Extracted entries:
*** Block opens ***

//! Wire protocol types (JSON-RPC 2.0 based).
//!
//! Shared by the client side of this crate and by tool servers built on top
//! of it, so request and response types derive both `Serialize` and
//! `Deserialize`.

use serde::{Deserialize, Serialize};
use serde_json::Value;

/// Protocol revision sent during the handshake.
pub const PROTOCOL_VERSION: &str = "2024-11-05";

/// JSON-RPC 2.0 request.
#[derive(Debug, Clone, Serialize, Deserialize)]
pub struct JsonRpcRequest {
    pub jsonrpc: String,
    pub id: RequestId,
    pub method: String,
    #[serde(default, skip_serializing_if = "Option::is_none")]
    pub params: Option<Value>,
}

impl JsonRpcRequest {
    pub fn new(id: impl Into<RequestId>, method: impl Into<String>) -> Self {
        Self {
            jsonrpc: "2.0".to_string(),
            id: id.into(),
            method: method.into(),
            params: None,
        }
    }

    pub fn with_params(mut self, params: impl Serialize) -> Self {
        self.params = Some(serde_json::to_value(params).unwrap_or(Value::Null));
        self
    }
}

/// JSON-RPC 2.0 response.
#[derive(Debug, Clone, Serialize, Deserialize)]
pub struct JsonRpcResponse {
    pub jsonrpc: String,
    pub id: RequestId,
    #[serde(default, skip_serializing_if = "Option::is_none")]
    pub result: Option<Value>,
    #[serde(default, skip_serializing_if = "Option::is_none")]
    pub error: Option<JsonRpcError>,
}

impl JsonRpcResponse {
    pub fn success(id: RequestId, result: Value) -> Self {
        Self {
            jsonrpc: "2.0".to_string(),
            id,
            result: Some(result),
            error: None,
        }
    }

    pub fn failure(id: RequestId, error: JsonRpcError) -> Self {
        Self {
            jsonrpc: "2.0".to_string(),
            id,
            result: None,
            error: Some(error),
        }
    }

    /// Returns the result if successful, or the error.
    ///
    /// JSON-RPC 2.0 requires `result` on success, but some servers omit it
    /// for void methods; a missing result is treated as `null`.
    pub fn into_result(self) -> Result<Value, JsonRpcError> {
        if let Some(error) = self.error {
            Err(error)
        } else {
            Ok(self.result.unwrap_or(Value::Null))
        }
    }
}

/// JSON-RPC 2.0 error object.
#[derive(Debug, Clone, Serialize, Deserialize)]
pub struct JsonRpcError {
    pub code: i32,
    pub message: String,
    #[serde(default, skip_serializing_if = "Option::is_none")]
    pub data: Option<Value>,
}

impl JsonRpcError {
    pub fn method_not_found(method: &str) -> Self {
        Self {
            code: error_codes::METHOD_NOT_FOUND,
            message: format!("method not found: {method}"),
            data: None,
        }
    }

    pub fn invalid_params(message: impl Into<String>) -> Self {
        Self {
            code: error_codes::INVALID_PARAMS,
            message: message.into(),
            data: None,
        }
    }

    pub fn parse_error(message: impl Into<String>) -> Self {
        Self {
            code: error_codes::PARSE_ERROR,
            message: message.into(),
            data: None,
        }
    }
}

impl std::fmt::Display for JsonRpcError {
    fn fmt(&self, f: &mut std::fmt::Formatter<'_>) -> std::fmt::Result {
        let code = self.code;
        let message = &self.message;
        write!(f, "[{code}] {message}")
    }
}

impl std::error::Error for JsonRpcError {}

/// Well-known JSON-RPC error codes.
pub mod error_codes {
    pub const PARSE_ERROR: i32 = -32700;
    pub const INVALID_REQUEST: i32 = -32600;
    pub const METHOD_NOT_FOUND: i32 = -32601;
    pub const INVALID_PARAMS: i32 = -32602;
    pub const INTERNAL_ERROR: i32 = -32603;
}

/// Request ID (string or number).
#[derive(Debug, Clone, PartialEq, Eq, Hash, Serialize, Deserialize)]
#[serde(untagged)]
pub enum RequestId {
    String(String),
    Number(i64),
}

impl From<i64> for RequestId {
    fn from(n: i64) -> Self {
        Self::Number(n)
    }
}

impl From<String> for RequestId {
    fn from(s: String) -> Self {
        Self::String(s)
    }
}

impl From<&str> for RequestId {
    fn from(s: &str) -> Self {
        Self::String(s.to_string())
    }
}

// --- MCP-specific types ---

/// Params of the `initialize` request.
#[derive(Debug, Clone, Serialize, Deserialize)]
#[serde(rename_all = "camelCase")]
pub struct InitializeParams {
    pub protocol_version: String,
    pub capabilities: ClientCapabilities,
    pub client_info: ClientInfo,
}

impl Default for InitializeParams {
    fn default() -> Self {
        Self {
            protocol_version: PROTOCOL_VERSION.to_string(),
            capabilities: ClientCapabilities::default(),
            client_info: ClientInfo {
                name: "skipper".to_string(),
                version: env!("CARGO_PKG_VERSION").to_string(),
            },
        }
    }
}

/// Client capabilities sent during initialization.
#[derive(Debug, Clone, Default, Serialize, Deserialize)]
pub struct ClientCapabilities {}

/// Client identity sent during initialization.
#[derive(Debug, Clone, Serialize, Deserialize)]
pub struct ClientInfo {
    pub name: String,
    pub version: String,
}

/// Result of the `initialize` request.
#[derive(Debug, Clone, Serialize, Deserialize)]
#[serde(rename_all = "camelCase")]
pub struct InitializeResult {
    pub protocol_version: String,
    #[serde(default)]
    pub capabilities: ServerCapabilities,
    pub server_info: ServerInfo,
}

/// Server capabilities returned during initialization.
#[derive(Debug, Clone, Default, Serialize, Deserialize)]
pub struct ServerCapabilities {
    #[serde(default, skip_serializing_if = "Option::is_none")]
    pub tools: Option<ToolsCapability>,
}

#[derive(Debug, Clone, Default, Serialize, Deserialize)]
#[serde(rename_all = "camelCase")]
pub struct ToolsCapability {
    #[serde(default)]
    pub list_changed: bool,
}

/// Server identity returned during initialization.
#[derive(Debug, Clone, Serialize, Deserialize)]
pub struct ServerInfo {
    pub name: String,
    #[serde(default, skip_serializing_if = "Option::is_none")]
    pub version: Option<String>,
}

/// Tool definition returned by `tools/list`.
///
/// The description and input schema are opaque pass-through data: they are
/// forwarded verbatim to whoever declares tools to a model.
#[derive(Debug, Clone, Serialize, Deserialize)]
#[serde(rename_all = "camelCase")]
pub struct Tool {
    pub name: String,
    #[serde(default)]
    pub description: Option<String>,
    pub input_schema: Value,
}

/// Result of `tools/list`.
#[derive(Debug, Clone, Serialize, Deserialize)]
pub struct ListToolsResult {
    pub tools: Vec<Tool>,
}

/// Params of `tools/call`.
#[derive(Debug, Clone, Serialize, Deserialize)]
pub struct CallToolParams {
    pub name: String,
    #[serde(default, skip_serializing_if = "Option::is_none")]
    pub arguments: Option<Value>,
}

/// Result of `tools/call`.
#[derive(Debug, Clone, Serialize, Deserialize)]
#[serde(rename_all = "camelCase")]
pub struct CallToolResult {
    pub content: Vec<ToolContent>,
    #[serde(default)]
    pub is_error: bool,
}

impl CallToolResult {
    /// A successful result carrying one text block.
    pub fn text(text: impl Into<String>) -> Self {
        Self {
            content: vec![ToolContent::Text { text: text.into() }],
            is_error: false,
        }
    }

    /// An error-flagged result carrying one text block.
    pub fn error_text(text: impl Into<String>) -> Self {
        Self {
            content: vec![ToolContent::Text { text: text.into() }],
            is_error: true,
        }
    }

    /// Flatten the content to text.
    ///
    /// Non-text blocks are rendered as raw JSON so nothing is silently
    /// dropped when the result is fed back into a conversation.
    pub fn joined_text(&self) -> String {
        let texts: Vec<&str> = self.content.iter().filter_map(|c| c.as_text()).collect();
        if texts.len() == self.content.len() {
            texts.join("\n")
        } else {
            serde_json::to_string(&self.content).unwrap_or_default()
        }
    }
}

/// Content block returned by a tool.
#[derive(Debug, Clone, Serialize, Deserialize)]
#[serde(tag = "type", rename_all = "lowercase")]
pub enum ToolContent {
    Text { text: String },
    Image { data: String, mime_type: String },
    Resource { uri: String, mime_type: Option<String>, text: Option<String> },
}

impl ToolContent {
    /// Get text content if this is a text block.
    pub fn as_text(&self) -> Option<&str> {
        match self {
            ToolContent::Text { text } => Some(text),
            _ => None,
        }
    }
}

#[cfg(test)]
mod tests {
    use super::*;

    #[test]
    fn serialize_request() {
        let req = JsonRpcRequest::new(1i64, "initialize").with_params(InitializeParams::default());
        let json = serde_json::to_string(&req).unwrap();
        assert!(json.contains("\"jsonrpc\":\"2.0\""));
        assert!(json.contains("\"method\":\"initialize\""));
        assert!(json.contains("\"protocolVersion\""));
    }

    #[test]
    fn request_round_trip() {
        let req = JsonRpcRequest::new("abc", "tools/list");
        let json = serde_json::to_string(&req).unwrap();
        let back: JsonRpcRequest = serde_json::from_str(&json).unwrap();
        assert_eq!(back.id, RequestId::String("abc".to_string()));
        assert_eq!(back.method, "tools/list");
        assert!(back.params.is_none());
    }

    #[test]
    fn response_missing_result_is_null() {
        let json = r#"{"jsonrpc":"2.0","id":7}"#;
        let resp: JsonRpcResponse = serde_json::from_str(json).unwrap();
        assert_eq!(resp.into_result().unwrap(), Value::Null);
    }

    #[test]
    fn response_error_wins() {
        let resp = JsonRpcResponse::failure(1i64.into(), JsonRpcError::method_not_found("nope"));
        let err = resp.into_result().unwrap_err();
        assert_eq!(err.code, error_codes::METHOD_NOT_FOUND);
    }

    #[test]
    fn deserialize_tool() {
        let json = r#"{
            "name": "query_adcode",
            "description": "Look up a district code",
            "inputSchema": {"type": "object", "properties": {"region_name": {"type": "string"}}}
        }"#;
        let tool: Tool = serde_json::from_str(json).unwrap();
        assert_eq!(tool.name, "query_adcode");
        assert_eq!(tool.input_schema["type"], "object");
    }

    #[test]
    fn call_result_joined_text() {
        let result = CallToolResult {
            content: vec![
                ToolContent::Text { text: "a".into() },
                ToolContent::Text { text: "b".into() },
            ],
            is_error: false,
        };
        assert_eq!(result.joined_text(), "a\nb");
    }

    #[test]
    fn call_result_error_flag_from_wire() {
        let json = r#"{"content":[{"type":"text","text":"unknown tool"}],"isError":true}"#;
        let result: CallToolResult = serde_json::from_str(json).unwrap();
        assert!(result.is_error);
    }
}
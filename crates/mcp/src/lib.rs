//! MCP (Model Context Protocol) client library.
//!
//! This crate connects to tool servers over two transports — a spawned
//! child process speaking line-delimited JSON on stdio, or a remote SSE
//! endpoint — and drives the initialize / list / call lifecycle over
//! either one through the same [`ToolSession`] surface.
//!
//! # Example
//!
//! ```no_run
//! use mcp::{Target, ToolSession};
//!
//! # async fn example() -> mcp::Result<()> {
//! let target = Target::parse("http://127.0.0.1:8000")?;
//! let mut session = ToolSession::connect(&target).await?;
//! session.initialize().await?;
//!
//! for tool in session.list_tools().await? {
//!     println!("tool: {}", tool.name);
//! }
//!
//! let result = session
//!     .call_tool("query_adcode", Some(serde_json::json!({ "region_name": "Haidian" })))
//!     .await?;
//! println!("{}", result.joined_text());
//!
//! session.close().await;
//! # Ok(())
//! # }
//! ```

mod error;
mod protocol;
mod session;
mod transport;

pub use error::{Error, Result};
pub use protocol::{
    CallToolParams, CallToolResult, ClientCapabilities, ClientInfo, InitializeParams,
    InitializeResult, JsonRpcError, JsonRpcRequest, JsonRpcResponse, ListToolsResult,
    PROTOCOL_VERSION, RequestId, ServerCapabilities, ServerInfo, Tool, ToolContent,
    ToolsCapability, error_codes,
};
pub use session::{DEFAULT_TIMEOUT, ToolSession};
pub use transport::{MAX_MESSAGE_SIZE, SseTransport, StdioTransport, Target, Transport};
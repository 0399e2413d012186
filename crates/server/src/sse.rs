//! SSE transport: event stream down, HTTP POST up.
//!
//! `GET /sse` opens the stream and immediately announces the per-session
//! message endpoint; `POST /messages?session_id=…` feeds client messages
//! in, and their responses are pushed onto that session's stream.

use std::collections::HashMap;
use std::convert::Infallible;
use std::sync::Arc;

use axum::Router;
use axum::extract::{Query, State};
use axum::http::StatusCode;
use axum::response::sse::{Event, KeepAlive, Sse};
use axum::routing::{get, post};
use futures::{Stream, StreamExt, stream};
use serde::Deserialize;
use tokio::sync::{Mutex, mpsc};
use uuid::Uuid;

use crate::error::Result;
use crate::rpc;
use crate::tools::ToolSet;

/// Per-session queue depth for outbound events.
const SESSION_BUFFER: usize = 64;

struct AppState {
    tools: ToolSet,
    sessions: Mutex<HashMap<String, mpsc::Sender<String>>>,
}

pub async fn serve(tools: ToolSet, bind: &str) -> Result<()> {
    let state = Arc::new(AppState {
        tools,
        sessions: Mutex::new(HashMap::new()),
    });
    let app = Router::new()
        .route("/sse", get(open_stream))
        .route("/messages", post(receive_message))
        .with_state(state);

    let listener = tokio::net::TcpListener::bind(bind).await?;
    tracing::info!(addr = %listener.local_addr()?, "serving sse transport");
    axum::serve(listener, app).await?;
    Ok(())
}

async fn open_stream(
    State(state): State<Arc<AppState>>,
) -> Sse<impl Stream<Item = std::result::Result<Event, Infallible>>> {
    let session_id = Uuid::new_v4().to_string();
    let (tx, rx) = mpsc::channel(SESSION_BUFFER);
    state.sessions.lock().await.insert(session_id.clone(), tx);
    tracing::debug!(session = %session_id, "stream opened");

    let endpoint = format!("/messages?session_id={session_id}");
    let announce =
        stream::once(async move { Ok(Event::default().event("endpoint").data(endpoint)) });
    let responses = stream::unfold(rx, |mut rx| async move {
        rx.recv()
            .await
            .map(|payload| (Ok(Event::default().event("message").data(payload)), rx))
    });

    Sse::new(announce.chain(responses)).keep_alive(KeepAlive::default())
}

#[derive(Debug, Deserialize)]
struct MessageQuery {
    session_id: String,
}

async fn receive_message(
    State(state): State<Arc<AppState>>,
    Query(query): Query<MessageQuery>,
    body: String,
) -> StatusCode {
    let sender = state.sessions.lock().await.get(&query.session_id).cloned();
    let Some(sender) = sender else {
        return StatusCode::NOT_FOUND;
    };

    if let Some(response) = rpc::handle_message(&state.tools, &body).await {
        if sender.send(response).await.is_err() {
            // Client went away; forget the session.
            state.sessions.lock().await.remove(&query.session_id);
            return StatusCode::GONE;
        }
    }
    StatusCode::ACCEPTED
}
use actix_web::{HttpResponse, Responder, get, http::header::ContentType};

const INDEX_HTML: &str = include_str!("../../public/index.html");

#[get("/")]
pub async fn index() -> impl Responder {
    HttpResponse::Ok()
        .content_type(ContentType::html())
        .body(INDEX_HTML)
}

/// Liveness probe
#[utoipa::path(
    get,
    path = "/health",
    responses((status = 200, description = "Service is up", body = String, example = json!("ok"))),
    tag = "Health"
)]
#[get("/health")]
pub async fn health() -> impl Responder {
    HttpResponse::Ok().body("ok")
}
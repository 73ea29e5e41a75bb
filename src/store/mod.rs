use async_trait::async_trait;
use chrono::{DateTime, NaiveDate, Utc};
use thiserror::Error;

use crate::model::attendance::AttendanceRecord;

#[cfg(test)]
pub mod memory;
pub mod mysql;

#[derive(Debug, Error)]
pub enum StoreError {
    #[error("attendance record already exists for user {user_id} on {work_date}")]
    Duplicate { user_id: u64, work_date: NaiveDate },

    /// The guarded update found the timestamp already present.
    #[error("attendance record {id} already has this timestamp set")]
    AlreadySet { id: u64 },

    #[error("failed to decode attendance row: {0}")]
    Decode(String),

    #[error("result stream interrupted: {0}")]
    Interrupted(String),

    #[error("database error: {0}")]
    Database(#[from] sqlx::Error),
}

/// Persistence for attendance rows, keyed by (user, work date).
///
/// Each call is a single statement; callers doing read-then-write must
/// tolerate a concurrent writer in between.
#[async_trait]
pub trait AttendanceStore: Send + Sync {
    async fn find_by_user_and_date(
        &self,
        user_id: u64,
        work_date: NaiveDate,
    ) -> Result<Option<AttendanceRecord>, StoreError>;

    /// Creates the day's row with `clock_in` set. Returns the new id.
    ///
    /// Fails with [`StoreError::Duplicate`] if the day already has a row.
    async fn insert(
        &self,
        user_id: u64,
        work_date: NaiveDate,
        clock_in: DateTime<Utc>,
    ) -> Result<u64, StoreError>;

    /// Sets `clock_in` only while it is still empty.
    ///
    /// Fails with [`StoreError::AlreadySet`] otherwise.
    async fn update_clock_in(&self, id: u64, clock_in: DateTime<Utc>) -> Result<(), StoreError>;

    /// Sets `clock_out` only while it is still empty.
    ///
    /// Fails with [`StoreError::AlreadySet`] otherwise.
    async fn update_clock_out(&self, id: u64, clock_out: DateTime<Utc>)
    -> Result<(), StoreError>;

    /// Rows with `start <= work_date <= end`, ordered by date.
    async fn list_by_user_and_date_range(
        &self,
        user_id: u64,
        start: NaiveDate,
        end: NaiveDate,
        descending: bool,
    ) -> Result<Vec<AttendanceRecord>, StoreError>;
}
use chrono::{DateTime, Utc};

/// Source of "now" for the HTTP handlers.
pub trait Clock: Send + Sync {
    fn now(&self) -> DateTime<Utc>;
}

/// Host wall clock.
#[derive(Debug, Clone, Copy, Default)]
pub struct SystemClock;

impl Clock for SystemClock {
    fn now(&self) -> DateTime<Utc> {
        Utc::now()
    }
}

#[cfg(test)]
pub use fixed::FixedClock;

*** Block closes ***

Task to complete: Scan the material above for the word "insert", and copy every line in which it is found.

Task output:
    state.sessions.lock().await.insert(session_id.clone(), tx);
    async fn insert(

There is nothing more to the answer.